▶ _INPUT_:
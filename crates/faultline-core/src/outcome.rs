//! Test outcomes and fault classification.

use std::fmt;

use serde::{Deserialize, Serialize};

/// Source location of an assertion or explicit failure.
#[derive(Debug, Clone, PartialEq, Eq, Hash, Serialize, Deserialize)]
pub struct Location {
    pub file: String,
    pub line: u32,
}

impl Location {
    #[must_use]
    pub fn new(file: impl Into<String>, line: u32) -> Self {
        Self {
            file: file.into(),
            line,
        }
    }
}

impl fmt::Display for Location {
    fn fmt(&self, f: &mut fmt::Formatter<'_>) -> fmt::Result {
        write!(f, "{}:{}", self.file, self.line)
    }
}

/// Class of fatal runtime fault observed while a test body was running.
#[derive(Debug, Clone, Copy, PartialEq, Eq, Hash, Serialize, Deserialize)]
#[serde(rename_all = "snake_case")]
pub enum FaultKind {
    /// Invalid memory access (`SIGSEGV`).
    SegmentationFault,
    /// Misaligned or unmapped bus access (`SIGBUS`).
    BusError,
    /// Arithmetic trap (`SIGFPE`).
    FloatingPointException,
    /// Illegal instruction (`SIGILL`).
    IllegalInstruction,
    /// Abnormal termination request (`SIGABRT`).
    Aborted,
    /// Any other terminating signal.
    OtherSignal,
    /// The body panicked.
    Panic,
    /// The isolated body exited without reporting an outcome.
    AbnormalExit,
}

impl FaultKind {
    /// Human-readable name.
    #[must_use]
    pub const fn description(self) -> &'static str {
        match self {
            Self::SegmentationFault => "Segmentation fault",
            Self::BusError => "Bus error",
            Self::FloatingPointException => "Floating point exception",
            Self::IllegalInstruction => "Illegal instruction",
            Self::Aborted => "Aborted",
            Self::OtherSignal => "Unknown signal",
            Self::Panic => "Panic",
            Self::AbnormalExit => "Abnormal exit",
        }
    }

    /// Stable snake_case label used in machine-readable logs.
    #[must_use]
    pub const fn as_str(self) -> &'static str {
        match self {
            Self::SegmentationFault => "segmentation_fault",
            Self::BusError => "bus_error",
            Self::FloatingPointException => "floating_point_exception",
            Self::IllegalInstruction => "illegal_instruction",
            Self::Aborted => "aborted",
            Self::OtherSignal => "other_signal",
            Self::Panic => "panic",
            Self::AbnormalExit => "abnormal_exit",
        }
    }
}

impl fmt::Display for FaultKind {
    fn fmt(&self, f: &mut fmt::Formatter<'_>) -> fmt::Result {
        f.write_str(self.description())
    }
}

/// A classified fault attributed to one test invocation.
#[derive(Debug, Clone, PartialEq, Eq, Serialize, Deserialize)]
pub struct Fault {
    pub kind: FaultKind,
    /// Terminating signal number, when the fault was a signal.
    #[serde(default, skip_serializing_if = "Option::is_none")]
    pub signal: Option<i32>,
    /// Panic message or exit status, when available.
    #[serde(default, skip_serializing_if = "Option::is_none")]
    pub detail: Option<String>,
}

impl Fault {
    /// Fault raised by a terminating signal.
    #[must_use]
    pub fn signal(kind: FaultKind, signo: i32) -> Self {
        Self {
            kind,
            signal: Some(signo),
            detail: None,
        }
    }

    /// Fault raised by a panic inside the test body.
    #[must_use]
    pub fn panic(message: impl Into<String>) -> Self {
        Self {
            kind: FaultKind::Panic,
            signal: None,
            detail: Some(message.into()),
        }
    }

    /// The isolated body exited with `code` before reporting an outcome.
    #[must_use]
    pub fn abnormal_exit(code: i32) -> Self {
        Self {
            kind: FaultKind::AbnormalExit,
            signal: None,
            detail: Some(format!("status {code}")),
        }
    }
}

impl fmt::Display for Fault {
    fn fmt(&self, f: &mut fmt::Formatter<'_>) -> fmt::Result {
        match (self.signal, &self.detail) {
            (Some(signo), _) => write!(f, "signal {signo} ({})", self.kind),
            (None, Some(detail)) => write!(f, "{} ({detail})", self.kind),
            (None, None) => write!(f, "{}", self.kind),
        }
    }
}

/// Failure returned by a test body through `Err`.
#[derive(Debug, Clone, PartialEq, Eq)]
pub enum Failure {
    /// A boolean check evaluated to false.
    Assertion { condition: String, location: Location },
    /// The test author declared failure directly.
    Explicit { location: Location },
}

/// Return type of every test body.
pub type TestResult = Result<(), Failure>;

/// Classified result of one test invocation.
#[derive(Debug, Clone, PartialEq, Eq, Serialize, Deserialize)]
#[serde(tag = "outcome", rename_all = "snake_case")]
pub enum Outcome {
    Passed,
    FailedAssertion {
        condition: String,
        location: Location,
    },
    FailedExplicit {
        location: Location,
    },
    FailedFault(Fault),
}

/// Outcome discriminant without payload.
#[derive(Debug, Clone, Copy, PartialEq, Eq, Hash, Serialize, Deserialize)]
#[serde(rename_all = "snake_case")]
pub enum OutcomeKind {
    Pass,
    Assertion,
    Explicit,
    Fault,
}

impl OutcomeKind {
    #[must_use]
    pub const fn as_str(self) -> &'static str {
        match self {
            Self::Pass => "pass",
            Self::Assertion => "assertion",
            Self::Explicit => "explicit",
            Self::Fault => "fault",
        }
    }
}

impl Outcome {
    #[must_use]
    pub fn is_passed(&self) -> bool {
        matches!(self, Self::Passed)
    }

    #[must_use]
    pub fn kind(&self) -> OutcomeKind {
        match self {
            Self::Passed => OutcomeKind::Pass,
            Self::FailedAssertion { .. } => OutcomeKind::Assertion,
            Self::FailedExplicit { .. } => OutcomeKind::Explicit,
            Self::FailedFault(_) => OutcomeKind::Fault,
        }
    }

    /// The fault, if this outcome was a trapped crash.
    #[must_use]
    pub fn fault(&self) -> Option<&Fault> {
        match self {
            Self::FailedFault(fault) => Some(fault),
            _ => None,
        }
    }
}

impl From<Failure> for Outcome {
    fn from(failure: Failure) -> Self {
        match failure {
            Failure::Assertion {
                condition,
                location,
            } => Self::FailedAssertion {
                condition,
                location,
            },
            Failure::Explicit { location } => Self::FailedExplicit { location },
        }
    }
}

impl From<TestResult> for Outcome {
    fn from(result: TestResult) -> Self {
        match result {
            Ok(()) => Self::Passed,
            Err(failure) => failure.into(),
        }
    }
}

#[cfg(test)]
mod tests {
    use super::*;

    #[test]
    fn ok_result_is_passed() {
        let outcome = Outcome::from(Ok(()));
        assert!(outcome.is_passed());
        assert_eq!(outcome.kind(), OutcomeKind::Pass);
        assert!(outcome.fault().is_none());
    }

    #[test]
    fn assertion_failure_keeps_condition_and_location() {
        let outcome = Outcome::from(Err(Failure::Assertion {
            condition: "x > 10".to_string(),
            location: Location::new("tests/demo.rs", 17),
        }));
        assert_eq!(outcome.kind(), OutcomeKind::Assertion);
        match outcome {
            Outcome::FailedAssertion {
                condition,
                location,
            } => {
                assert_eq!(condition, "x > 10");
                assert_eq!(location.to_string(), "tests/demo.rs:17");
            }
            other => panic!("unexpected outcome {other:?}"),
        }
    }

    #[test]
    fn fault_display_prefers_signal_number() {
        let fault = Fault::signal(FaultKind::SegmentationFault, 11);
        assert_eq!(fault.to_string(), "signal 11 (Segmentation fault)");
        assert_eq!(
            Fault::panic("index out of bounds").to_string(),
            "Panic (index out of bounds)"
        );
        assert_eq!(
            Fault::abnormal_exit(3).to_string(),
            "Abnormal exit (status 3)"
        );
    }

    #[test]
    fn outcome_wire_format_is_tagged() {
        let outcome = Outcome::FailedFault(Fault::signal(FaultKind::Aborted, 6));
        let json = serde_json::to_value(&outcome).unwrap();
        assert_eq!(json["outcome"], "failed_fault");
        assert_eq!(json["kind"], "aborted");
        assert_eq!(json["signal"], 6);
        assert!(json.get("detail").is_none());

        let restored: Outcome = serde_json::from_value(json).unwrap();
        assert_eq!(restored, outcome);
    }
}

▶ _WHAT TO WORK ON_: Copy out every line in the entries above that holds "json".

▶ _SOLUTION_:
        let json = serde_json::to_value(&outcome).unwrap();
        assert_eq!(json["outcome"], "failed_fault");
        assert_eq!(json["kind"], "aborted");
        assert_eq!(json["signal"], 6);
        assert!(json.get("detail").is_none());
        let restored: Outcome = serde_json::from_value(json).unwrap();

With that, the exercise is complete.